Huawei Technologies has launched a lab in Singapore to offer mobile developers resources and access to key technologies, including its core kits, artificial intelligence (AI), and augment reality. The Chinese tech giant also is upping its commitment to deliver more localised apps in Singapore, where it saw a 143% jump in new registered developers last year.
Led by its mobile arm Huawei Mobile Services (HMS), the new DigiX Lab is located at its local office in Changi Business Park and the first of such facility in Asia-Pacific, the vendor said in a statement Tuesday.
It said the lab would support mobile developers throughout the entire app development cycle and its resources would be made available online, accessible virtually across the region.
Huawei also pledged to work with its partners to offer more localised apps on its AppGallery appstore, on which more than 90% of the most popular apps in Singapore were available and had integrated with HMS Core developer framework. Grab, for instance, was the latest to join the platform last month, joining others such as Singapore’s COVID-19 contact tracing app TraceTogether, DBS Bank, and ComfortDelGro. The country’s e-government app SingPass also was slated to be available in the first half of this year.
When asked, Huawei said it could not divulge the number of registered developers in Singapore, but said there were more than 2.3 million worldwide, as of end-2020. This figure was a 77% increase from the previous year, a spokesperson told ZDNet.
Huawei this year planned to introduce three developer programmes in Asia-Pacific: Huawei Student Developers, Huawei Developer Group, and Huawei Developer Experts. It also would provide more developer training and certification programmes. These would include plans to partner SkillsFuture Singapore and offer online training courses as well as certificates for individuals here to pick up development skillsets for Google’s Android and HMS platforms.

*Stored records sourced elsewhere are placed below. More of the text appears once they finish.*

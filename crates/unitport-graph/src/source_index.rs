//! Definition index over a source installation
//!
//! Indexes loose `*.ini` files under a root directory and the text entries of
//! any number of packed containers. Loose files take precedence over container
//! entries; among containers the first listed wins. Non-text files are indexed
//! as assets by file stem.

use crate::error::SourceError;
use crate::node::{normalize_path, NodeKind, NodeLocation};
use crate::source::{ArchiveReader, Definition, DefinitionIndex};
use async_trait::async_trait;
use chrono::{DateTime, Utc};
use rayon::prelude::*;
use serde::{Deserialize, Serialize};
use std::collections::HashMap;
use std::path::{Path, PathBuf};
use std::sync::Arc;
use unitport_block::{BlockParser, ParseIssue, ParseOutcome, ParserVocabulary};
use uuid::Uuid;
use walkdir::WalkDir;

/// A text file waiting to be parsed
struct TextFile {
    location: NodeLocation,
    text: String,
    modified: Option<DateTime<Utc>>,
}

/// Asset entry keyed by lowercase stem
#[derive(Debug, Clone)]
struct AssetEntry {
    name: String,
    kind: NodeKind,
    location: NodeLocation,
    modified: Option<DateTime<Utc>>,
}

/// Structural issue reported for one indexed file
#[derive(Debug, Clone, PartialEq, Eq, Serialize, Deserialize)]
pub struct FileIssue {
    /// File the issue was found in
    pub location: NodeLocation,

    /// The issue
    pub issue: ParseIssue,
}

/// Scanned source installation
pub struct SourceIndex {
    id: String,
    root: PathBuf,
    archives: Arc<dyn ArchiveReader>,
    definitions: HashMap<String, Definition>,
    assets: HashMap<String, AssetEntry>,
    issues: Vec<FileIssue>,
}

impl std::fmt::Debug for SourceIndex {
    fn fmt(&self, f: &mut std::fmt::Formatter<'_>) -> std::fmt::Result {
        f.debug_struct("SourceIndex")
            .field("root", &self.root)
            .field("definitions", &self.definitions.len())
            .field("assets", &self.assets.len())
            .field("issues", &self.issues.len())
            .finish_non_exhaustive()
    }
}

impl SourceIndex {
    /// Scan a loose root and a list of containers
    ///
    /// # Errors
    /// Returns an error if the root is not a directory or a container cannot be
    /// listed. Unreadable loose files are skipped with a warning.
    #[tracing::instrument(skip(archives, vocabulary), fields(root = %root.display()))]
    pub async fn scan(
        root: &Path,
        containers: &[PathBuf],
        archives: Arc<dyn ArchiveReader>,
        vocabulary: ParserVocabulary,
    ) -> Result<Self, SourceError> {
        if !root.is_dir() {
            return Err(SourceError::InvalidRoot(root.to_path_buf()));
        }

        let loose_root = root.to_path_buf();
        let (mut texts, mut assets) = tokio::task::spawn_blocking(move || collect_loose(&loose_root))
            .await
            .map_err(|e| SourceError::Task(e.to_string()))?;

        for container in containers {
            let modified = modified_time(container);
            for entry in archives.list_entries(container).await? {
                let location = NodeLocation::entry(container, entry.clone());
                if is_text_entry(&entry) {
                    let bytes = archives.extract(container, &entry).await?;
                    texts.push(TextFile {
                        location,
                        text: String::from_utf8_lossy(&bytes).into_owned(),
                        modified,
                    });
                } else if let Some(asset) = asset_entry(&location.relative_path(), location.clone(), modified) {
                    assets.entry(asset.name.to_ascii_lowercase()).or_insert(asset);
                }
            }
        }

        let parser = BlockParser::new(vocabulary);
        let parsed: Vec<(TextFile, ParseOutcome)> = texts
            .into_par_iter()
            .map(|file| {
                let outcome = parser.parse(&file.text);
                (file, outcome)
            })
            .collect();

        let mut definitions = HashMap::new();
        let mut issues = Vec::new();
        for (file, outcome) in parsed {
            for issue in outcome.issues {
                tracing::debug!(location = %file.location, %issue, "parse issue");
                issues.push(FileIssue {
                    location: file.location.clone(),
                    issue,
                });
            }
            for block in outcome.blocks {
                if !parser.vocabulary().is_definition_type(&block.block_type) {
                    continue;
                }
                definitions.entry(block.name.clone()).or_insert_with(|| Definition {
                    name: block.name.clone(),
                    kind: NodeKind::from_block_type(&block.block_type),
                    location: file.location.clone(),
                    bytes: block.source_text().into_bytes(),
                    modified: file.modified,
                });
            }
        }

        tracing::info!(
            definitions = definitions.len(),
            assets = assets.len(),
            issues = issues.len(),
            "source index built"
        );

        Ok(Self {
            id: Uuid::new_v4().to_string(),
            root: root.to_path_buf(),
            archives,
            definitions,
            assets,
            issues,
        })
    }

    #[inline]
    #[must_use]
    pub fn root(&self) -> &Path {
        &self.root
    }

    /// Number of text definitions
    #[inline]
    #[must_use]
    pub fn definition_count(&self) -> usize {
        self.definitions.len()
    }

    /// Number of indexed assets
    #[inline]
    #[must_use]
    pub fn asset_count(&self) -> usize {
        self.assets.len()
    }

    /// Structural issues found while indexing
    #[must_use]
    pub fn issues(&self) -> &[FileIssue] {
        &self.issues
    }

    /// Names of all text definitions
    pub fn definition_names(&self) -> impl Iterator<Item = &str> {
        self.definitions.keys().map(String::as_str)
    }
}

#[async_trait]
impl DefinitionIndex for SourceIndex {
    async fn find(&self, name: &str) -> Option<Definition> {
        if let Some(def) = self.definitions.get(name) {
            return Some(def.clone());
        }
        let asset = self.assets.get(&name.to_ascii_lowercase())?;
        match self.read_location(&asset.location).await {
            Ok(bytes) => Some(Definition {
                name: asset.name.clone(),
                kind: asset.kind,
                location: asset.location.clone(),
                bytes,
                modified: asset.modified,
            }),
            Err(e) => {
                tracing::warn!(name, error = %e, "indexed asset unreadable");
                None
            }
        }
    }

    async fn exists(&self, name: &str) -> bool {
        self.definitions.contains_key(name) || self.assets.contains_key(&name.to_ascii_lowercase())
    }

    async fn read_location(&self, location: &NodeLocation) -> Result<Vec<u8>, SourceError> {
        match location {
            NodeLocation::LooseFile { path } => {
                let full = self.root.join(path);
                tokio::fs::read(&full)
                    .await
                    .map_err(|e| SourceError::io_error(full, e))
            }
            NodeLocation::ContainerEntry { container, entry } => {
                Ok(self.archives.extract(container, entry).await?)
            }
        }
    }

    fn cache_key(&self) -> Option<String> {
        Some(self.id.clone())
    }
}

fn collect_loose(root: &Path) -> (Vec<TextFile>, HashMap<String, AssetEntry>) {
    let mut texts = Vec::new();
    let mut assets = HashMap::new();

    let walker = WalkDir::new(root)
        .min_depth(1)
        .sort_by_file_name()
        .into_iter()
        .filter_entry(|e| e.depth() == 0 || !e.file_name().to_string_lossy().starts_with('.'));

    for entry in walker.filter_map(Result::ok) {
        if !entry.file_type().is_file() {
            continue;
        }
        let Ok(relative) = entry.path().strip_prefix(root) else {
            continue;
        };
        let location = NodeLocation::loose(relative);
        let modified = modified_time(entry.path());
        let rel = normalize_path(relative);

        if is_text_entry(&rel) {
            match std::fs::read(entry.path()) {
                Ok(bytes) => texts.push(TextFile {
                    location,
                    text: String::from_utf8_lossy(&bytes).into_owned(),
                    modified,
                }),
                Err(e) => tracing::warn!(path = %entry.path().display(), error = %e, "skipping unreadable file"),
            }
        } else if let Some(asset) = asset_entry(&rel, location, modified) {
            assets.entry(asset.name.to_ascii_lowercase()).or_insert(asset);
        }
    }

    (texts, assets)
}

fn is_text_entry(path: &str) -> bool {
    path.to_ascii_lowercase().ends_with(".ini")
}

fn asset_entry(relative: &str, location: NodeLocation, modified: Option<DateTime<Utc>>) -> Option<AssetEntry> {
    let file_name = relative.rsplit('/').next()?;
    let (stem, ext) = file_name.rsplit_once('.')?;
    let kind = match ext.to_ascii_lowercase().as_str() {
        "w3d" => NodeKind::Model,
        "dds" | "tga" => NodeKind::Texture,
        "wav" | "mp3" => NodeKind::Audio,
        _ => return None,
    };
    Some(AssetEntry {
        name: stem.to_string(),
        kind,
        location,
        modified,
    })
}

fn modified_time(path: &Path) -> Option<DateTime<Utc>> {
    std::fs::metadata(path)
        .and_then(|m| m.modified())
        .ok()
        .map(DateTime::<Utc>::from)
}

#[cfg(test)]
mod tests {
    use super::*;
    use crate::archive::{encode_big, BigArchiveReader};

    fn write(root: &Path, rel: &str, contents: &[u8]) {
        let path = root.join(rel);
        std::fs::create_dir_all(path.parent().unwrap()).unwrap();
        std::fs::write(path, contents).unwrap();
    }

    #[tokio::test]
    async fn indexes_loose_definitions_and_assets() {
        let dir = tempfile::tempdir().unwrap();
        write(dir.path(), "Data/INI/Object/Tank.ini", b"Object Tank\n  Weapon = TankGun\nEnd\n");
        write(dir.path(), "Data/INI/Weapon.ini", b"Weapon TankGun\nEnd\nGameData\nEnd\n");
        write(dir.path(), "Art/W3D/AVTank.W3D", &[0, 1, 2]);
        write(dir.path(), ".unitport/journal/x.json", b"{}");

        let index = SourceIndex::scan(
            dir.path(),
            &[],
            Arc::new(BigArchiveReader::new()),
            ParserVocabulary::default(),
        )
        .await
        .unwrap();

        assert_eq!(index.definition_count(), 2);
        assert_eq!(index.asset_count(), 1);
        assert!(index.exists("avtank").await);

        let model = index.find("AVTank").await.unwrap();
        assert_eq!(model.kind, NodeKind::Model);
        assert_eq!(model.bytes, vec![0, 1, 2]);
        assert_eq!(model.location.relative_path(), "Art/W3D/AVTank.W3D");
    }

    #[tokio::test]
    async fn loose_files_override_container_entries() {
        let dir = tempfile::tempdir().unwrap();
        write(dir.path(), "Data/INI/Weapon.ini", b"Weapon Gun\n  Damage = 2\nEnd\n");
        let big = dir.path().join("INIZH.big");
        std::fs::write(
            &big,
            encode_big(&[
                ("Data\\INI\\Weapon.ini", b"Weapon Gun\n  Damage = 1\nEnd\n"),
                ("Data\\INI\\FX.ini", b"FXList Boom\nEnd\n"),
            ]),
        )
        .unwrap();

        let index = SourceIndex::scan(
            dir.path(),
            &[big.clone()],
            Arc::new(BigArchiveReader::new()),
            ParserVocabulary::default(),
        )
        .await
        .unwrap();

        let gun = index.find("Gun").await.unwrap();
        assert!(String::from_utf8(gun.bytes).unwrap().contains("Damage = 2"));

        let boom = index.find("Boom").await.unwrap();
        assert!(boom.location.is_container_entry());
        let file = index.read_location(&boom.location).await.unwrap();
        assert_eq!(file, b"FXList Boom\nEnd\n");
    }

    #[tokio::test]
    async fn reports_issues_per_file() {
        let dir = tempfile::tempdir().unwrap();
        write(dir.path(), "broken.ini", b"Object Broken\n  BuildCost = 5\n");

        let index = SourceIndex::scan(
            dir.path(),
            &[],
            Arc::new(BigArchiveReader::new()),
            ParserVocabulary::default(),
        )
        .await
        .unwrap();

        assert_eq!(index.issues().len(), 1);
        assert!(index.exists("Broken").await);
    }

    #[tokio::test]
    async fn rejects_missing_root() {
        let err = SourceIndex::scan(
            Path::new("/definitely/not/here"),
            &[],
            Arc::new(BigArchiveReader::new()),
            ParserVocabulary::default(),
        )
        .await
        .unwrap_err();
        assert!(matches!(err, SourceError::InvalidRoot(_)));
    }
}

Huawei said it also was in discussions with Singapore Gaming Association to establish a partnership aimed at nurturing the local mobile games industry.
Noting that the company had operated in Singapore for two decades, Huawei’s international CEO Nicholas Ma said: “The new DigiX Lab in Singapore serves as an all-encompassing innovation hub that provides developers in the region with the tools they need to succeed.”
Huawei last November opened a lab in Singapore to provide a testbed for AI development projects, offering access to its cloud and ModelArts AI platforms, amongst others. Located in Changi Business Park, the facility also runs on a 5G network and includes training sessions and workshops.
It previously announced plans to certify 1,000 engineers in Singapore by end-2021.
None of the three mobile operators currently building out their 5G networks in the country were doing so on Huawei equipment, choosing instead to work with Nokia and Ericsson.